Ginter reiterated that for the plan to become a reality, the Ontario, Quebec, and federal governments all have to be on board. At CEP meetings with the two provinces, they seemed receptive.
“They didn’t say yes, they didn’t say no. They’re going to go away and analyze it,” he noted. “We haven’t heard back yet whether it’s positive or negative.”
Ginter noted the federal government hasn’t responded yet to CEP at all.
“We’re patiently waiting,” he remarked. “There’s a lot at stake and they shouldn’t be sitting on their hands. They should at least meet with us as quick as possible so we can hand our plan to them and they can start to evaluate it.
“Currently, there’s been no response from them [Ottawa] at all.”
As previously reported, labour negotiations between CEP and AbitibiBowater were suspended the last week of October until the union secures a commitment from governments to help with the pension and restructuring issues.

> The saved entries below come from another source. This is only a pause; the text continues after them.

//! HTTP-level access control scenarios
//!
//! Drives the assembled router with `tower::ServiceExt::oneshot`, injecting the
//! peer address the way `into_make_service_with_connect_info` would and a
//! manual clock so window roll-over needs no sleeping.

use axum::{
    body::Body,
    extract::ConnectInfo,
    http::{header, Request, Response, StatusCode},
    Router,
};
use bchgate::{
    api::{GatewayApp, TierLimits, TokenIssuer},
    clock::ManualClock,
    config::GatewayConfig,
};
use futures_util::future::join_all;
use serde_json::Value;
use std::{net::SocketAddr, sync::Arc, time::Duration};
use tower::ServiceExt;

const SECRET: &str = "integration-signing-secret";
const PRIVILEGED: &str = "integration-privileged-0001";

struct Harness {
    router: Router,
    clock: ManualClock,
    config: GatewayConfig,
}

impl Harness {
    fn new(anonymous: u32) -> Self {
        Self::with_config(|config| config.rate_limit.anonymous_requests = anonymous)
    }

    fn with_config(customize: impl FnOnce(&mut GatewayConfig)) -> Self {
        let mut config = GatewayConfig::default();
        config.rate_limit.window_seconds = 60;
        config.rate_limit.basic_requests = 600;
        config.rate_limit.max_requests_per_window = 6_000;
        config.auth.jwt_secret = Some(SECRET.to_string());
        config.auth.privileged_secret = Some(PRIVILEGED.to_string());
        customize(&mut config);
        config.validate().unwrap();

        // Aligned on a window boundary: a full 60s remain in the first window
        let clock = ManualClock::at_secs(1_800);
        let app = GatewayApp::build(&config, Arc::new(clock.clone()));
        Self {
            router: app.router,
            clock,
            config,
        }
    }

    fn token(&self, subject: &str, tier: &str) -> String {
        TokenIssuer::new(SECRET, TierLimits::from(&self.config.rate_limit))
            .issue(subject, tier, Duration::from_secs(3_600))
            .unwrap()
    }

    async fn get(&self, path: &str, peer: [u8; 4], bearer: Option<&str>) -> Response<Body> {
        let mut builder = Request::builder().uri(path);
        if let Some(value) = bearer {
            builder = builder.header(header::AUTHORIZATION, format!("Bearer {}", value));
        }
        let mut request = builder.body(Body::empty()).unwrap();
        request
            .extensions_mut()
            .insert(ConnectInfo(SocketAddr::from((peer, 52_000))));
        self.router.clone().oneshot(request).await.unwrap()
    }
}

async fn json(response: Response<Body>) -> Value {
    let bytes = axum::body::to_bytes(response.into_body(), usize::MAX)
        .await
        .unwrap();
    serde_json::from_slice(&bytes).unwrap()
}

fn header_u64(response: &Response<Body>, name: &str) -> u64 {
    response.headers()[name].to_str().unwrap().parse().unwrap()
}

#[tokio::test]
async fn test_sixth_request_in_window_is_rejected_then_recovers() {
    let harness = Harness::new(5);
    let peer = [203, 0, 113, 7];

    for _ in 0..5 {
        let response = harness.get("/v2/block", peer, None).await;
        assert_eq!(response.status(), StatusCode::OK);
    }

    let rejected = harness.get("/v2/block", peer, None).await;
    assert_eq!(rejected.status(), StatusCode::TOO_MANY_REQUESTS);
    assert_eq!(header_u64(&rejected, "retry-after"), 60);
    let body = json(rejected).await;
    assert!(body["error"].as_str().unwrap().contains("Too many requests"));
    assert_eq!(body["code"], "RATE_LIMITED");

    harness.clock.advance(Duration::from_secs(60));
    let response = harness.get("/v2/block", peer, None).await;
    assert_eq!(response.status(), StatusCode::OK);
    assert_eq!(json(response).await["status"], "block");
}

#[tokio::test]
async fn test_pro_token_is_isolated_from_anonymous_callers() {
    let harness = Harness::new(5);
    let token = harness.token("S1", "pro-240");

    for i in 0..60 {
        let response = harness
            .get("/v2/transaction", [198, 51, 100, 1], Some(&token))
            .await;
        assert_eq!(response.status(), StatusCode::OK, "request {} rejected", i);
        assert_eq!(header_u64(&response, "x-ratelimit-limit"), 240);
    }

    let anonymous = [198, 51, 100, 2];
    for _ in 0..5 {
        assert_eq!(
            harness.get("/v2/transaction", anonymous, None).await.status(),
            StatusCode::OK
        );
    }
    assert_eq!(
        harness.get("/v2/transaction", anonymous, None).await.status(),
        StatusCode::TOO_MANY_REQUESTS
    );

    // The token holder is unaffected by the anonymous bucket running dry
    assert_eq!(
        harness
            .get("/v2/transaction", [198, 51, 100, 2], Some(&token))
            .await
            .status(),
        StatusCode::OK
    );
}

#[tokio::test]
async fn test_quota_is_shared_across_route_groups() {
    let harness = Harness::new(2);
    let peer = [192, 0, 2, 50];
    assert_eq!(harness.get("/v2/address", peer, None).await.status(), StatusCode::OK);
    assert_eq!(harness.get("/v2/mining", peer, None).await.status(), StatusCode::OK);
    assert_eq!(
        harness.get("/v2/util", peer, None).await.status(),
        StatusCode::TOO_MANY_REQUESTS
    );
}

#[tokio::test]
async fn test_concurrent_requests_admit_exactly_capacity() {
    let harness = Harness::new(20);
    let responses = join_all((0..35).map(|_| harness.get("/v2/network", [10, 1, 1, 1], None))).await;

    let admitted = responses
        .iter()
        .filter(|r| r.status() == StatusCode::OK)
        .count();
    let rejected = responses
        .iter()
        .filter(|r| r.status() == StatusCode::TOO_MANY_REQUESTS)
        .count();
    assert_eq!(admitted, 20);
    assert_eq!(rejected, 15);
}

#[tokio::test]
async fn test_oversized_tier_claim_is_clamped() {
    let harness = Harness::new(5);
    let token = harness.token("greedy", "pro-100000000");

    let response = harness.get("/v2/util", [10, 0, 0, 9], Some(&token)).await;
    assert_eq!(response.status(), StatusCode::OK);
    assert_eq!(header_u64(&response, "x-ratelimit-limit"), 6_000);

    let token = harness.token("greedier", "pro-123456789012345678901234567890");
    let body = json(harness.get("/v2/access", [10, 0, 0, 9], Some(&token)).await).await;
    assert_eq!(body["identity"], "sub:greedier");
    assert_eq!(body["authenticated"], true);
    assert_eq!(body["requests_per_window"], 6_000);
}

#[tokio::test]
async fn test_forged_token_falls_back_to_anonymous() {
    let harness = Harness::new(1);
    let forged = TokenIssuer::new("some-other-secret", TierLimits::from(&harness.config.rate_limit))
        .issue("S1", "pro-240", Duration::from_secs(3_600))
        .unwrap();
    let peer = [10, 0, 0, 10];

    let response = harness.get("/v2/access", peer, Some(&forged)).await;
    assert_eq!(response.status(), StatusCode::OK);
    let body = json(response).await;
    assert_eq!(body["identity"], "ip:10.0.0.10");
    assert_eq!(body["tier"], "anonymous");
    assert_eq!(body["authenticated"], false);

    assert_eq!(
        harness.get("/v2/access", peer, None).await.status(),
        StatusCode::TOO_MANY_REQUESTS
    );
}

#[tokio::test]
async fn test_rate_limit_headers_count_down() {
    let harness = Harness::new(3);
    let peer = [172, 16, 0, 3];

    let first = harness.get("/v2/blockchain", peer, None).await;
    assert_eq!(header_u64(&first, "x-ratelimit-limit"), 3);
    assert_eq!(header_u64(&first, "x-ratelimit-remaining"), 2);
    assert_eq!(header_u64(&first, "x-ratelimit-reset"), 60);

    harness.clock.advance(Duration::from_secs(15));
    let second = harness.get("/v2/blockchain", peer, None).await;
    assert_eq!(header_u64(&second, "x-ratelimit-remaining"), 1);
    assert_eq!(header_u64(&second, "x-ratelimit-reset"), 45);
}

#[tokio::test]
async fn test_access_introspection_for_token_holder() {
    let harness = Harness::new(5);
    let token = harness.token("S7", "basic");

    let body = json(harness.get("/v2/access", [10, 9, 9, 9], Some(&token)).await).await;
    assert_eq!(body["identity"], "sub:S7");
    assert_eq!(body["tier"], "basic");
    assert_eq!(body["authenticated"], true);
    assert_eq!(body["requests_per_window"], 600);
    assert_eq!(body["window_seconds"], 60);
    assert_eq!(body["remaining"], 599);
}

#[tokio::test]
async fn test_privileged_secret_gets_highest_tier() {
    let harness = Harness::new(1);
    let body = json(harness.get("/v2/access", [10, 2, 2, 2], Some(PRIVILEGED)).await).await;
    assert_eq!(body["identity"], "privileged");
    assert_eq!(body["requests_per_window"], 6_000);
}

#[tokio::test]
async fn test_required_credential_groups() {
    let harness = Harness::with_config(|config| {
        config.rate_limit.anonymous_requests = 5;
        config.rate_limit.auth_required_groups = vec!["control".to_string()];
    });
    let peer = [10, 3, 3, 3];

    let response = harness.get("/v2/control", peer, None).await;
    assert_eq!(response.status(), StatusCode::UNAUTHORIZED);
    assert_eq!(json(response).await["code"], "UNAUTHORIZED");

    let response = harness.get("/v2/control", peer, Some("not-a-token")).await;
    assert_eq!(response.status(), StatusCode::UNAUTHORIZED);

    let token = harness.token("operator", "basic");
    let response = harness.get("/v2/control", peer, Some(&token)).await;
    assert_eq!(response.status(), StatusCode::OK);
    assert_eq!(json(response).await["status"], "control");

    // Other groups still accept anonymous callers
    assert_eq!(harness.get("/v2/mining", peer, None).await.status(), StatusCode::OK);
}

#[tokio::test]
async fn test_open_endpoints_bypass_the_gate() {
    let harness = Harness::new(1);
    let peer = [10, 4, 4, 4];

    for _ in 0..5 {
        let response = harness.get("/v2/health-check", peer, None).await;
        assert_eq!(response.status(), StatusCode::OK);
        assert!(response.headers().get("x-ratelimit-limit").is_none());
    }
    let health = json(harness.get("/v2/health-check", peer, None).await).await;
    assert_eq!(health["status"], "winning");
    assert_eq!(health["feed"], false);
    assert_eq!(health["subscribers"], 0);

    assert_eq!(harness.get("/", peer, None).await.status(), StatusCode::OK);
}

#[tokio::test]
async fn test_metrics_and_not_found() {
    let harness = Harness::new(1);
    let peer = [10, 5, 5, 5];
    harness.get("/v2/slp", peer, None).await;
    harness.get("/v2/slp", peer, None).await;

    let response = harness.get("/metrics", peer, None).await;
    assert_eq!(response.status(), StatusCode::OK);
    let bytes = axum::body::to_bytes(response.into_body(), usize::MAX)
        .await
        .unwrap();
    let text = String::from_utf8(bytes.to_vec()).unwrap();
    assert!(text.contains("bchgate_requests_admitted_total 1"));
    assert!(text.contains("bchgate_requests_rejected_total 1"));

    let missing = harness.get("/v2/nowhere", peer, None).await;
    assert_eq!(missing.status(), StatusCode::NOT_FOUND);
    assert_eq!(json(missing).await["code"], "NOT_FOUND");
}

#[tokio::test]
async fn test_request_id_is_echoed() {
    let harness = Harness::new(5);
    let mut request = Request::builder()
        .uri("/v2/block")
        .header("x-request-id", "trace-abc")
        .body(Body::empty())
        .unwrap();
    request
        .extensions_mut()
        .insert(ConnectInfo(SocketAddr::from(([10, 6, 6, 6], 1))));
    let response = harness.router.clone().oneshot(request).await.unwrap();
    assert_eq!(response.headers()["x-request-id"], "trace-abc");
}
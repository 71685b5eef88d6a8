//! API Response Models

use serde::{Deserialize, Serialize};

/// GET /v2/health-check
#[derive(Debug, Clone, Serialize, Deserialize)]
pub struct HealthResponse {
    pub status: String,
    /// Whether the upstream feed is connected and relaying
    pub feed: bool,
    /// Live subscribers currently registered
    pub subscribers: usize,
}

/// Body returned by route-group roots and `/`
#[derive(Debug, Clone, Serialize, Deserialize)]
pub struct StatusResponse {
    pub status: String,
}

/// GET /v2/access
#[derive(Debug, Clone, Serialize, Deserialize)]
pub struct AccessResponse {
    pub identity: String,
    pub authenticated: bool,
    pub tier: String,
    pub requests_per_window: u32,
    pub window_seconds: u64,
    pub remaining: u32,
    pub reset_after_secs: u64,
}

“If we don’t resolve this part of it, we will not be negotiating with Abitibi,” stressed Ginter.
“Under the Quebec rules, for one thing, you can’t do anything to pensioners’ pensions­—you can’t touch it,” he noted. “So we can’t do anything with the company on that.
“If we don’t fix the shortfall, there’s no use negotiating anything with the company because the creditors will move ahead with the debt that’s laden upon the pension plan,” he warned.